• By The Financial District

ANALYST WARNS 2021 COULD RIP UK TO PIECES

Analyst Luke McGee has warned that UK Prime Minister Boris Johnson’s claim that 2020 would be a fantastic year for Britain has been dashed to smithereens, with 2020 stretching the social fabric of the United Kingdom. This year could rip it to pieces.

Writing for CNN, McGee said the politics and constitutional arrangements between the four nations that make up the UK are a constant source of pain to any leader trying to reconcile their substantively different political and societal priorities.


But the two biggest peacetime crises faced by Britain -- one anticipated, and one that came out of thin air -- have combined to create a perfect storm of dissatisfaction with the status quo.


Finally, after years of drawn-out political debate and tortuous negotiations, Britain left the EU's regulatory and trading universe on January 1, but with a myriad of unpredictable strains on the UK's political union that could lead the British Prime Minister into choppy constitutional waters.


Simultaneously, the COVID-19 pandemic has laid bare how much political distance there is between the devolved governments -- in Edinburgh, Cardiff and Belfast -- and London.


The independence movement in Scotland has grown since the country's referendum in 2014, where Scots voted by 55% to remain in the Union. According to a recent poll in the Scotsman newspaper, independence is currently 16 points ahead. Much of that support is attributed to Scotland's objection to Brexit.

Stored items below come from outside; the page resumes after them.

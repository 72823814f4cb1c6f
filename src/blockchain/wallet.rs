//! Wallet key material and transaction signing.
//!
//! # Security
//! - Private keys are loaded ONLY from environment variables or explicit
//!   caller input
//! - Keys are never logged or serialized
//! - Key material is borrowed per operation and not retained by the pipeline

use k256::ecdsa::signature::Signer;
use k256::ecdsa::{Signature, SigningKey};
use ripemd::Ripemd160;
use sha2::{Digest, Sha256};
use thiserror::Error;
use zeroize::Zeroizing;

use crate::crypto::EncryptionSeed;
use crate::encoding::address::{self, AddressError, CanonicalAddress, DEFAULT_PREFIX};

/// Environment variable name for the private key.
pub const PRIVATE_KEY_ENV_VAR: &str = "SECRET_TX_PRIVATE_KEY";

/// Compressed secp256k1 public key length.
pub const COMPRESSED_PUBKEY_LEN: usize = 33;

/// Errors raised by key providers.
#[derive(Debug, Error)]
pub enum WalletError {
    /// Invalid private key format.
    #[error("invalid private key: {0}")]
    InvalidKey(String),

    /// Environment variable missing.
    #[error("environment variable {0} not set")]
    MissingEnv(&'static str),

    /// Signer refused or failed.
    #[error("signing failed: {0}")]
    Signing(String),

    #[error(transparent)]
    Address(#[from] AddressError),
}

/// Result type for wallet operations.
pub type WalletResult<T> = Result<T, WalletError>;

/// Signing and encryption capability supplied by the host.
///
/// Mnemonic handling and secure storage stay with the implementor; the
/// pipeline only asks for what one operation needs.
pub trait WalletKeyProvider: Send + Sync {
    /// Bech32 account address.
    fn address(&self) -> &str;

    /// Compressed secp256k1 public key.
    fn public_key(&self) -> [u8; COMPRESSED_PUBKEY_LEN];

    /// 64-byte `r || s` low-S ECDSA signature over SHA-256(`sign_doc`).
    fn sign(&self, sign_doc: &[u8]) -> WalletResult<[u8; 64]>;

    /// Seed the contract-message encryption keypair is derived from.
    fn encryption_seed(&self) -> EncryptionSeed;
}

/// In-process wallet backed by a raw secp256k1 key.
pub struct LocalWallet {
    signing_key: SigningKey,
    public_key: [u8; COMPRESSED_PUBKEY_LEN],
    address: String,
}

impl LocalWallet {
    /// Create a wallet from a hex-encoded private key string.
    ///
    /// # Arguments
    /// * `private_key_hex` - Hex string (with or without 0x prefix)
    /// * `prefix` - Bech32 prefix of the derived address
    pub fn from_private_key(private_key_hex: &str, prefix: &str) -> WalletResult<Self> {
        let key_hex = private_key_hex.trim();
        let key_hex = key_hex.strip_prefix("0x").unwrap_or(key_hex);

        let bytes = Zeroizing::new(
            hex::decode(key_hex).map_err(|e| WalletError::InvalidKey(format!("not hex: {}", e)))?,
        );
        let signing_key = SigningKey::from_slice(&bytes)
            .map_err(|_| WalletError::InvalidKey("not a valid secp256k1 scalar".to_string()))?;

        let point = signing_key.verifying_key().to_encoded_point(true);
        let mut public_key = [0u8; COMPRESSED_PUBKEY_LEN];
        public_key.copy_from_slice(point.as_bytes());

        let address = address::encode(&account_address(&public_key), prefix)?;

        tracing::info!(address = %address, "Wallet initialized");

        Ok(Self {
            signing_key,
            public_key,
            address,
        })
    }

    /// Load wallet from environment variable.
    ///
    /// Reads `SECRET_TX_PRIVATE_KEY` from environment.
    pub fn from_env(prefix: &str) -> WalletResult<Self> {
        let private_key = std::env::var(PRIVATE_KEY_ENV_VAR)
            .map_err(|_| WalletError::MissingEnv(PRIVATE_KEY_ENV_VAR))?;
        let private_key = Zeroizing::new(private_key);
        Self::from_private_key(&private_key, prefix)
    }

    /// Mainnet-prefixed wallet.
    pub fn from_private_key_default(private_key_hex: &str) -> WalletResult<Self> {
        Self::from_private_key(private_key_hex, DEFAULT_PREFIX)
    }
}

impl WalletKeyProvider for LocalWallet {
    fn address(&self) -> &str {
        &self.address
    }

    fn public_key(&self) -> [u8; COMPRESSED_PUBKEY_LEN] {
        self.public_key
    }

    fn sign(&self, sign_doc: &[u8]) -> WalletResult<[u8; 64]> {
        let signature: Signature = self
            .signing_key
            .try_sign(sign_doc)
            .map_err(|e| WalletError::Signing(e.to_string()))?;
        let signature = signature.normalize_s().unwrap_or(signature);

        let mut out = [0u8; 64];
        out.copy_from_slice(&signature.to_bytes());
        Ok(out)
    }

    fn encryption_seed(&self) -> EncryptionSeed {
        EncryptionSeed::new(self.signing_key.to_bytes().to_vec())
    }
}

impl std::fmt::Debug for LocalWallet {
    fn fmt(&self, f: &mut std::fmt::Formatter<'_>) -> std::fmt::Result {
        f.debug_struct("LocalWallet")
            .field("address", &self.address)
            .finish_non_exhaustive()
    }
}

/// Account address bytes: RIPEMD-160(SHA-256(compressed pubkey)).
pub fn account_address(public_key: &[u8; COMPRESSED_PUBKEY_LEN]) -> CanonicalAddress {
    let sha = Sha256::digest(public_key);
    let mut out = [0u8; address::CANONICAL_ADDRESS_LEN];
    out.copy_from_slice(&Ripemd160::digest(sha));
    out
}

#[cfg(test)]
mod tests {
    use super::*;
    use k256::ecdsa::signature::Verifier;
    use k256::ecdsa::VerifyingKey;

    // Well-known test private key
    const TEST_PRIVATE_KEY: &str =
        "ac0974bec39a17e36ba4a6b4d238ff944bacb478cbed5efcae784d7bf4f2ff80";

    #[test]
    fn test_wallet_from_private_key() {
        let wallet = LocalWallet::from_private_key_default(TEST_PRIVATE_KEY).unwrap();
        assert_eq!(wallet.address(), "secret15428vq2uzwhm3taey9sr9x5vm6tk78ewm3pkn9");
        assert_eq!(
            hex::encode(wallet.public_key()),
            "038318535b54105d4a7aae60c08fc45f9687181b4fdfc625bd1a753fa7397fed75"
        );
    }

    #[test]
    fn test_wallet_with_0x_prefix() {
        let wallet =
            LocalWallet::from_private_key(&format!("0x{}", TEST_PRIVATE_KEY), "secret").unwrap();
        assert_eq!(wallet.address(), "secret15428vq2uzwhm3taey9sr9x5vm6tk78ewm3pkn9");
    }

    #[test]
    fn test_account_address_bytes() {
        let wallet = LocalWallet::from_private_key_default(TEST_PRIVATE_KEY).unwrap();
        assert_eq!(
            hex::encode(account_address(&wallet.public_key())),
            "a55476015c13afb8afb92160329a8cde976f1f2e"
        );
    }

    #[test]
    fn test_invalid_private_key() {
        let result = LocalWallet::from_private_key_default("invalid_key");
        assert!(result.is_err());
        assert!(result.unwrap_err().to_string().contains("invalid private key"));

        let zero = "00".repeat(32);
        assert!(matches!(
            LocalWallet::from_private_key_default(&zero),
            Err(WalletError::InvalidKey(_))
        ));
    }

    #[test]
    fn test_sign_is_low_s_and_verifies() {
        let wallet = LocalWallet::from_private_key_default(TEST_PRIVATE_KEY).unwrap();
        let doc = b"sign doc bytes";
        let sig_bytes = wallet.sign(doc).unwrap();

        let signature = Signature::from_slice(&sig_bytes).unwrap();
        assert!(signature.normalize_s().is_none());

        let vk = VerifyingKey::from_sec1_bytes(&wallet.public_key()).unwrap();
        assert!(vk.verify(doc, &signature).is_ok());
    }

    #[test]
    fn test_encryption_seed_is_stable() {
        let a = LocalWallet::from_private_key_default(TEST_PRIVATE_KEY).unwrap();
        let b = LocalWallet::from_private_key_default(TEST_PRIVATE_KEY).unwrap();
        assert_eq!(a.encryption_seed().as_bytes(), b.encryption_seed().as_bytes());
    }
}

Even as Johnson celebrated securing a trade deal with the EU, Scotland's First Minister Nicola Sturgeon tweeted that "there is no deal that will ever make up for what Brexit takes away from us. It's time to chart our own future as an independent, European nation."


In Northern Ireland, nationalist politicians that spoke to CNN admitted they have never been so confident that, should a vote be called, the north could be reunited with the Republic of Ireland.


While there is not a strong independence movement in Wales, the support for business-as-usual has become untenable, as nationalists become increasingly hostile towards the Conservative government in Westminster.


And in England, the largest, richest and most conservative of the four, resentment of a status quo that can easily be characterized as London sending money to fund its poorer relatives in the other three nations is growing.